EVENTO

Juíza do TJAL participa de debate nacional sobre gestão de precatórios

Encontro reúne magistrados e especialistas para discutir desafios no pagamento de dívidas públicas

Por Redação com Dicom TJAL Publicado em 23/04/2026 às 16:15
Juíza Carolina Valões, durante evento em Manaus.

A juíza Carolina Valões, coordenadora do Comitê Gestor de Precatórios do Tribunal de Justiça de Alagoas (TJAL), participa do 22º Encontro da Câmara Nacional de Gestores de Precatórios, realizado entre esta quarta (22) e sexta-feira (24), em Manaus (AM).

Durante a programação, que inclui palestras e oficinas, estão sendo abordados temas como governança pública, planejamento orçamentário, controle de convencionalidade e os impactos da Emenda Constitucional nº 136/2025 na sistemática de pagamento de precatórios.
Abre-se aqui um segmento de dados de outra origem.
//! Validation of task return values.
//!
//! Task bodies return arbitrary JSON. The wrapper accepts only a mapping
//! of the shape `{data, violation?, message?}` and rejects anything else
//! with a descriptive error, so downstream consumers can rely on the
//! stored output structure.

use serde::{Deserialize, Serialize};
use serde_json::Value;
use thiserror::Error;

/// Reasons a task return value fails validation.
#[derive(Debug, Error, PartialEq, Eq)]
pub enum OutputError {
    #[error("task must return a mapping, got {0}")]
    NotAMapping(&'static str),

    #[error("task return must include 'data' key")]
    MissingData,

    #[error("'data' must be a mapping or a sequence, got {0}")]
    BadDataType(&'static str),

    #[error("'violation' must be a bool, got {0}")]
    BadViolationType(&'static str),

    #[error("'message' must be a string, got {0}")]
    BadMessageType(&'static str),
}

/// The validated output of a successful task, as stored in its run record.
#[derive(Debug, Clone, PartialEq, Serialize, Deserialize)]
pub struct TaskOutput {
    /// The task's declared data: always a JSON object or array.
    pub data: Value,

    /// Optional human-readable message.
    #[serde(skip_serializing_if = "Option::is_none")]
    pub message: Option<String>,
}

impl Default for TaskOutput {
    /// An empty output: tasks that never stored one (failed, skipped,
    /// still queued) format as an empty data object, not null.
    fn default() -> Self {
        Self {
            data: Value::Object(serde_json::Map::new()),
            message: None,
        }
    }
}

/// Result of validating a raw task return value.
#[derive(Debug, Clone, PartialEq)]
pub struct ValidatedOutput {
    /// The data/message payload to store as the task's output.
    pub output: TaskOutput,

    /// Violation flag; defaults to false when absent.
    pub violation: bool,

    /// Non-fatal findings, e.g. unrecognized keys in the return value.
    pub warnings: Vec<String>,
}

fn json_type_name(value: &Value) -> &'static str {
    match value {
        Value::Null => "null",
        Value::Bool(_) => "bool",
        Value::Number(_) => "number",
        Value::String(_) => "string",
        Value::Array(_) => "array",
        Value::Object(_) => "object",
    }
}

impl ValidatedOutput {
    /// Validate a raw task return value.
    ///
    /// Requirements:
    /// - the value is a mapping
    /// - `data` is present and is a mapping or a sequence
    /// - `violation`, if present, is a bool (default false)
    /// - `message`, if present, is a string
    ///
    /// Unrecognized keys are allowed but reported as warnings.
    pub fn validate(value: Value) -> Result<Self, OutputError> {
        let map = match value {
            Value::Object(map) => map,
            other => return Err(OutputError::NotAMapping(json_type_name(&other))),
        };

        let data = map.get("data").ok_or(OutputError::MissingData)?;
        if !matches!(data, Value::Object(_) | Value::Array(_)) {
            return Err(OutputError::BadDataType(json_type_name(data)));
        }

        let violation = match map.get("violation") {
            None => false,
            Some(Value::Bool(b)) => *b,
            Some(other) => return Err(OutputError::BadViolationType(json_type_name(other))),
        };

        let message = match map.get("message") {
            None | Some(Value::Null) => None,
            Some(Value::String(s)) => Some(s.clone()),
            Some(other) => return Err(OutputError::BadMessageType(json_type_name(other))),
        };

        let mut warnings = Vec::new();
        for key in map.keys() {
            if !matches!(key.as_str(), "data" | "violation" | "message") {
                warnings.push(format!("unexpected key in return value: '{key}'"));
            }
        }

        Ok(Self {
            output: TaskOutput {
                data: map.get("data").cloned().unwrap_or(Value::Null),
                message,
            },
            violation,
            warnings,
        })
    }
}

#[cfg(test)]
mod tests {
    use super::*;
    use serde_json::json;

    #[test]
    fn test_minimal_valid_return() {
        let v = ValidatedOutput::validate(json!({"data": {"x": 1}})).unwrap();
        assert_eq!(v.output.data, json!({"x": 1}));
        assert!(!v.violation);
        assert!(v.output.message.is_none());
        assert!(v.warnings.is_empty());
    }

    #[test]
    fn test_sequence_data_and_violation() {
        let v = ValidatedOutput::validate(json!({"data": [], "violation": true})).unwrap();
        assert_eq!(v.output.data, json!([]));
        assert!(v.violation);
    }

    #[test]
    fn test_missing_data_rejected() {
        let err = ValidatedOutput::validate(json!({"violation": true})).unwrap_err();
        assert_eq!(err, OutputError::MissingData);
        assert!(err.to_string().contains("'data'"));
    }

    #[test]
    fn test_non_mapping_rejected() {
        let err = ValidatedOutput::validate(json!([1, 2, 3])).unwrap_err();
        assert_eq!(err, OutputError::NotAMapping("array"));
    }

    #[test]
    fn test_scalar_data_rejected() {
        let err = ValidatedOutput::validate(json!({"data": 7})).unwrap_err();
        assert_eq!(err, OutputError::BadDataType("number"));
    }

    #[test]
    fn test_wrong_violation_type_rejected() {
        let err = ValidatedOutput::validate(json!({"data": {}, "violation": "yes"})).unwrap_err();
        assert_eq!(err, OutputError::BadViolationType("string"));
    }

    #[test]
    fn test_wrong_message_type_rejected() {
        let err = ValidatedOutput::validate(json!({"data": {}, "message": 5})).unwrap_err();
        assert_eq!(err, OutputError::BadMessageType("number"));
    }

    #[test]
    fn test_default_output_is_an_empty_object() {
        let output = TaskOutput::default();
        assert_eq!(output.data, json!({}));
        assert_eq!(serde_json::to_value(&output).unwrap(), json!({"data": {}}));
    }

    #[test]
    fn test_unknown_keys_warn_but_pass() {
        let v = ValidatedOutput::validate(json!({"data": {}, "extra": 1})).unwrap();
        assert_eq!(v.warnings.len(), 1);
        assert!(v.warnings[0].contains("extra"));
    }
}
O evento reúne magistrados, membros de órgãos de controle e especialistas para discutir temas atuais relacionados à gestão de precatórios no país.

A iniciativa proporciona espaço para troca de experiências entre tribunais e instituições, com foco no aprimoramento das práticas administrativas e no fortalecimento da segurança jurídica.

A juíza Carolina Valões destacou a relevância do encontro para o avanço da gestão pública. “Eventos como este têm um papel fundamental no fortalecimento da gestão pública responsável e eficiente, sobretudo em um tema tão sensível quanto os precatórios, que envolve compromisso com a efetividade dos direitos dos cidadãos”, afirmou.

A magistrada também ressaltou a importância da cooperação institucional e do diálogo entre os diversos atores envolvidos. “A troca de experiências entre os tribunais, o diálogo com órgãos como o CNJ, as procuradorias e demais instituições, são essenciais para enfrentarmos os desafios que ainda se impõem”, pontuou.

Segundo Carolina Valões, o TJAL tem buscado avançar em medidas que garantam maior eficiência e transparência. “No TJAL, temos buscado avançar na organização da fila de pagamentos, na transparência dos procedimentos e na adoção de soluções que conciliem responsabilidade fiscal com a necessária efetivação dos créditos devidos”, frisou.